China’s property developers are facing a liquidity crunch as the government tightens real estate companies’ access to credit in a bid to rein in the sector’s heavy debt, says Henry Chin, head of research, Asia Pacific at CBRE, a real estate services firm.

The credit tightening in the real estate sector will likely continue as the government “tackles the debt-laden sector and attempts to cap the rise in property prices,” says Cheng Wee Tan, senior equity analyst at Morningstar.

“Amid the current policy environment, it’s [expected that] large transactions [will] face a greater deal of regulatory scrutiny,” Chin says.

The Blackstone also deal would have reduced Pan and Zhang’s exposure to China at a time when Beijing is urging corporate tycoons to share more of their wealth.

Soho China’s 1.3 million square meters of prime office space means it’s still one of China’s leading office landlords with a stream of rental income, says Bruce Pang, head of macro and strategy at China Renaissance Securities. But the few assets in its pipeline and declining office rents mean its profitability remains under threat, Pang says.

Soho China did not respond to a request for comment.

Perhaps the biggest challenge to Soho China’s effort to sell itself now are its two failed deals with Blackstone, a firm with deep China roots that’s upbeat about the mainland market and whose CEO and founder, Stephen Schwarzman, is a longtime China bull.

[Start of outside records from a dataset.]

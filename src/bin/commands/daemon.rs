use evmapper::{context::Context, multiplexer::Multiplexer};

pub fn daemon(mut ctx: Context, args: &crate::Daemon) {
    ctx.long_press = args.long_press;

    log::debug!(
        "config directory {}, control socket {}",
        ctx.config_dir.display(),
        ctx.socket_path.display()
    );

    let mut multiplexer = match Multiplexer::new(ctx) {
        Ok(multiplexer) => multiplexer,
        Err(e) => {
            eprintln!("error: {e}");
            std::process::exit(1);
        }
    };

    if let Err(e) = multiplexer.run() {
        eprintln!("error: {e}");
        std::process::exit(1);
    }
}
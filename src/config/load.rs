use super::{compile, Config, Mapping, ValidationError};
use crate::context::Context;
use std::{
    fs,
    io::{self, ErrorKind},
    path::{Path, PathBuf},
};
use thiserror::Error;

/// Failure to load a mapping file. Every variant carries the offending path.
#[derive(Debug, Error)]
pub enum ConfigError {
    #[error("{}: file not found", path.display())]
    NotFound { path: PathBuf },
    #[error("{}: invalid JSON file: {reason}", path.display())]
    Malformed { path: PathBuf, reason: String },
    #[error("{}: {error}", path.display())]
    Validation {
        path: PathBuf,
        #[source]
        error: ValidationError,
    },
    #[error("{}: {error}", path.display())]
    Io {
        path: PathBuf,
        #[source]
        error: io::Error,
    },
}

impl ConfigError {
    pub fn path(&self) -> &Path {
        match self {
            ConfigError::NotFound { path }
            | ConfigError::Malformed { path, .. }
            | ConfigError::Validation { path, .. }
            | ConfigError::Io { path, .. } => path,
        }
    }

    /// A missing file is expected for most devices and need not be reported
    pub fn is_not_found(&self) -> bool {
        matches!(self, ConfigError::NotFound { .. })
    }
}

/// The default mapping file of a device: its name with every non-word
/// character replaced by a dot, inside the config directory
pub fn default_path(ctx: &Context, device_name: &str) -> PathBuf {
    let file_name: String = device_name
        .chars()
        .map(|c| {
            if c.is_alphanumeric() || c == '_' {
                c
            } else {
                '.'
            }
        })
        .collect();

    ctx.config_dir.join(format!("{file_name}.json"))
}

/// Resolve an explicitly requested file name, or the device default if there
/// is none. Only the final component of `file` is used, so a request can never
/// point outside the config directory.
pub fn config_path(ctx: &Context, device_name: &str, file: Option<&str>) -> PathBuf {
    match file
        .filter(|file| !file.is_empty())
        .and_then(|file| Path::new(file).file_name())
    {
        Some(file_name) => ctx.config_dir.join(file_name),
        None => default_path(ctx, device_name),
    }
}

/// Parse mapping file contents. JSON syntax errors are `Malformed`; valid JSON
/// which does not fit the schema is a validation error.
pub fn parse(contents: &str, path: &Path) -> Result<Mapping, ConfigError> {
    let value: serde_json::Value =
        serde_json::from_str(contents).map_err(|e| ConfigError::Malformed {
            path: path.to_owned(),
            reason: e.to_string(),
        })?;

    serde_json::from_value(value).map_err(|e| ConfigError::Validation {
        path: path.to_owned(),
        error: ValidationError::Schema(e.to_string()),
    })
}

pub fn read(path: &Path) -> Result<Mapping, ConfigError> {
    let contents = fs::read_to_string(path).map_err(|error| {
        if error.kind() == ErrorKind::NotFound {
            ConfigError::NotFound {
                path: path.to_owned(),
            }
        } else {
            ConfigError::Io {
                path: path.to_owned(),
                error,
            }
        }
    })?;

    parse(&contents, path)
}

/// Read and compile the mapping file at `path`
pub fn load(path: &Path) -> Result<Config, ConfigError> {
    let mapping = read(path)?;

    compile(&mapping).map_err(|error| ConfigError::Validation {
        path: path.to_owned(),
        error,
    })
}

/// Write a mapping as pretty printed JSON, creating the directory if needed
pub fn save(path: &Path, mapping: &Mapping) -> io::Result<()> {
    if let Some(dir) = path.parent() {
        fs::create_dir_all(dir)?;
    }

    let mut contents = serde_json::to_string_pretty(mapping)?;
    contents.push('\n');

    fs::write(path, contents)
}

When Blackstone, one of the world’s largest property owners, with $196 billion under management, announced its second offer for Soho China in June, Blackstone real estate managing director Justin Wai said that the firm is “confident in China’s long-term potential and economic recovery, which is well underway particularly in the Beijing and Shanghai office markets.”

Last November, Blackstone acquired a $1.1 billion majority stake in a Guangzhou logistics park, expanding its China logistics portfolio by one-third. Blackstone in July raised over $5 billion for its second Asia fund.

The two failed deals—specifically, the SAMR’s failure to approve the second bid—will be red flags to any future Soho China buyers, Pang says.

Outside of the Chinese government, “nobody…really knows why the SAMR didn’t approve [the deal],” says Silvers. But if Blackstone CEO Schwarzman “couldn’t figure out how to gain approval—despite [his] deep China experience and relationships—it’s unlikely that another foreign investor can do so,” Silvers says.